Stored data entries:
-- Opening Marker --

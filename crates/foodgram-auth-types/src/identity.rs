//! Gateway-injected identity headers extractor.

use axum::extract::{FromRequestParts, OptionalFromRequestParts};
use http::HeaderMap;
use http::request::Parts;
use uuid::Uuid;

use foodgram_core::error::AppError;

pub const USER_ID_HEADER: &str = "x-foodgram-user-id";
pub const USER_ROLE_HEADER: &str = "x-foodgram-user-role";

pub const ROLE_USER: u8 = 0;
pub const ROLE_ADMIN: u8 = 1;

/// User identity injected by the gateway via `x-foodgram-user-id` and
/// `x-foodgram-user-role` headers.
///
/// As a required extractor it rejects with 401 when either header is absent
/// or malformed. As `Option<IdentityHeaders>` it yields `None` for anonymous
/// callers (no user-id header) and still rejects malformed headers.
#[derive(Debug, Clone)]
pub struct IdentityHeaders {
    pub user_id: Uuid,
    pub user_role: u8,
}

impl IdentityHeaders {
    pub fn is_admin(&self) -> bool {
        self.user_role >= ROLE_ADMIN
    }

    fn parse(headers: &HeaderMap) -> Result<Option<Self>, AppError> {
        let Some(raw_id) = headers.get(USER_ID_HEADER) else {
            return Ok(None);
        };
        let user_id = raw_id
            .to_str()
            .ok()
            .and_then(|s| s.parse::<Uuid>().ok())
            .ok_or(AppError::Unauthorized)?;
        let user_role = headers
            .get(USER_ROLE_HEADER)
            .and_then(|v| v.to_str().ok())
            .and_then(|s| s.parse::<u8>().ok())
            .ok_or(AppError::Unauthorized)?;
        Ok(Some(Self { user_id, user_role }))
    }
}

impl<S> FromRequestParts<S> for IdentityHeaders
where
    S: Send + Sync,
{
    type Rejection = AppError;

    // Parse synchronously so the returned future borrows nothing from `parts`.
    fn from_request_parts(
        parts: &mut Parts,
        _state: &S,
    ) -> impl std::future::Future<Output = Result<Self, Self::Rejection>> + Send {
        let identity = Self::parse(&parts.headers);
        async move { identity?.ok_or(AppError::Unauthorized) }
    }
}

impl<S> OptionalFromRequestParts<S> for IdentityHeaders
where
    S: Send + Sync,
{
    type Rejection = AppError;

    fn from_request_parts(
        parts: &mut Parts,
        _state: &S,
    ) -> impl std::future::Future<Output = Result<Option<Self>, Self::Rejection>> + Send {
        let identity = Self::parse(&parts.headers);
        async move { identity }
    }
}
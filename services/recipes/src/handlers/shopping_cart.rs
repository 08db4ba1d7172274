use axum::{
    Json,
    extract::{Path, State},
    http::{StatusCode, header},
    response::{IntoResponse, Response},
};

use foodgram_auth_types::identity::IdentityHeaders;

use crate::error::RecipesServiceError;
use crate::handlers::recipe::RecipeSummaryResponse;
use crate::state::AppState;
use crate::usecase::shopping_cart::{
    AddToShoppingCartUseCase, BuildShoppingListUseCase, RemoveFromShoppingCartUseCase,
};

pub const SHOPPING_LIST_FILENAME: &str = "shopping_list.txt";

// ── GET /recipes/download_shopping_cart/ ─────────────────────────────────────

pub async fn download_shopping_cart(
    identity: IdentityHeaders,
    State(state): State<AppState>,
) -> Result<Response, RecipesServiceError> {
    let uc = BuildShoppingListUseCase {
        carts: state.cart_repo(),
    };
    let list = uc.execute(identity.user_id).await?;
    let disposition = format!("attachment; filename=\"{SHOPPING_LIST_FILENAME}\"");
    Ok((
        [
            (header::CONTENT_TYPE, "text/plain; charset=utf-8".to_owned()),
            (header::CONTENT_DISPOSITION, disposition),
        ],
        list.render(),
    )
        .into_response())
}

// ── POST /recipes/{id}/shopping_cart ─────────────────────────────────────────

pub async fn add_to_shopping_cart(
    identity: IdentityHeaders,
    State(state): State<AppState>,
    Path(recipe_id): Path<i32>,
) -> Result<(StatusCode, Json<RecipeSummaryResponse>), RecipesServiceError> {
    let uc = AddToShoppingCartUseCase {
        recipes: state.recipe_repo(),
        carts: state.cart_repo(),
    };
    let summary = uc.execute(identity.user_id, recipe_id).await?;
    Ok((StatusCode::CREATED, Json(summary.into())))
}

// ── DELETE /recipes/{id}/shopping_cart ───────────────────────────────────────

pub async fn remove_from_shopping_cart(
    identity: IdentityHeaders,
    State(state): State<AppState>,
    Path(recipe_id): Path<i32>,
) -> Result<StatusCode, RecipesServiceError> {
    let uc = RemoveFromShoppingCartUseCase {
        recipes: state.recipe_repo(),
        carts: state.cart_repo(),
    };
    uc.execute(identity.user_id, recipe_id).await?;
    Ok(StatusCode::NO_CONTENT)
}
impl RecipeSummaryPort for DbRecipeRepository {
    async fn find_summary(&self, id: i32) -> Result<Option<RecipeSummary>, RecipesServiceError> {
        let model = recipes::Entity::find_by_id(id)
            .one(&self.db)
            .await
            .context("find recipe summary")?;
        Ok(model.map(|m| RecipeSummary::from(recipe_from_model(m))))
    }
}

async fn replace_ingredients<C: ConnectionTrait>(
    conn: &C,
    recipe_id: i32,
    items: &[IngredientAmount],
) -> Result<(), RecipesServiceError> {
    recipe_ingredients::Entity::delete_many()
        .filter(recipe_ingredients::Column::RecipeId.eq(recipe_id))
        .exec(conn)
        .await
        .context("clear recipe ingredients")?;
    if items.is_empty() {
        return Ok(());
    }
    let models = items.iter().map(|item| recipe_ingredients::ActiveModel {
        recipe_id: Set(recipe_id),
        ingredient_id: Set(item.ingredient_id),
        amount: Set(item.amount),
    });
    recipe_ingredients::Entity::insert_many(models)
        .exec_without_returning(conn)
        .await
        .context("insert recipe ingredients")?;
    Ok(())
}

async fn replace_tags<C: ConnectionTrait>(
    conn: &C,
    recipe_id: i32,
    tag_ids: &[i32],
) -> Result<(), RecipesServiceError> {
    recipe_tags::Entity::delete_many()
        .filter(recipe_tags::Column::RecipeId.eq(recipe_id))
        .exec(conn)
        .await
        .context("clear recipe tags")?;
    if tag_ids.is_empty() {
        return Ok(());
    }
    let models = tag_ids.iter().map(|tag_id| recipe_tags::ActiveModel {
        recipe_id: Set(recipe_id),
        tag_id: Set(*tag_id),
    });
    recipe_tags::Entity::insert_many(models)
        .exec_without_returning(conn)
        .await
        .context("insert recipe tags")?;
    Ok(())
}

fn recipe_from_model(model: recipes::Model) -> Recipe {
    Recipe {
        id: model.id,
        author_id: model.author_id,
        name: model.name,
        image: model.image,
        text: model.text,
        cooking_time: model.cooking_time,
        created_at: model.created_at,
    }
}

// ── Shopping cart repository ─────────────────────────────────────────────────

#[derive(Clone)]
pub struct DbShoppingCartRepository {
    pub db: DatabaseConnection,
}

#[derive(Debug, FromQueryResult)]
struct IngredientTotalRow {
    name: String,
    measurement_unit: String,
    amount: i64,
}
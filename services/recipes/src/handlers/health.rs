use axum::{extract::State, http::StatusCode};

use foodgram_core::error::AppError;

use crate::state::AppState;

/// Handler for `GET /readyz`: the database answers a ping.
pub async fn readyz(State(state): State<AppState>) -> Result<StatusCode, AppError> {
    state.db.ping().await.map_err(|e| {
        tracing::warn!(error = %e, "database ping failed");
        AppError::Unavailable
    })?;
    Ok(StatusCode::OK)
}
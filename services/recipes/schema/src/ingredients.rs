use sea_orm::entity::prelude::*;

/// Catalog ingredient. `(name, measurement_unit)` is not unique.
#[derive(Clone, Debug, PartialEq, Eq, DeriveEntityModel)]
#[sea_orm(table_name = "ingredients")]
pub struct Model {
    #[sea_orm(primary_key)]
    pub id: i32,
    pub name: String,
    pub measurement_unit: String,
}

#[derive(Copy, Clone, Debug, EnumIter, DeriveRelation)]
pub enum Relation {
    #[sea_orm(has_many = "super::recipe_ingredients::Entity")]
    RecipeIngredients,
}

impl Related<super::recipe_ingredients::Entity> for Entity {
    fn to() -> RelationDef {
        Relation::RecipeIngredients.def()
    }
}

impl ActiveModelBehavior for ActiveModel {}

-- Closing Marker --

▶ ABOUT THIS TASK
Look through the data and gather every line with the string "axum" in it.

▶ TASK ANSWER
use axum::extract::{FromRequestParts, OptionalFromRequestParts};
use axum::{
use axum::{extract::State, http::StatusCode};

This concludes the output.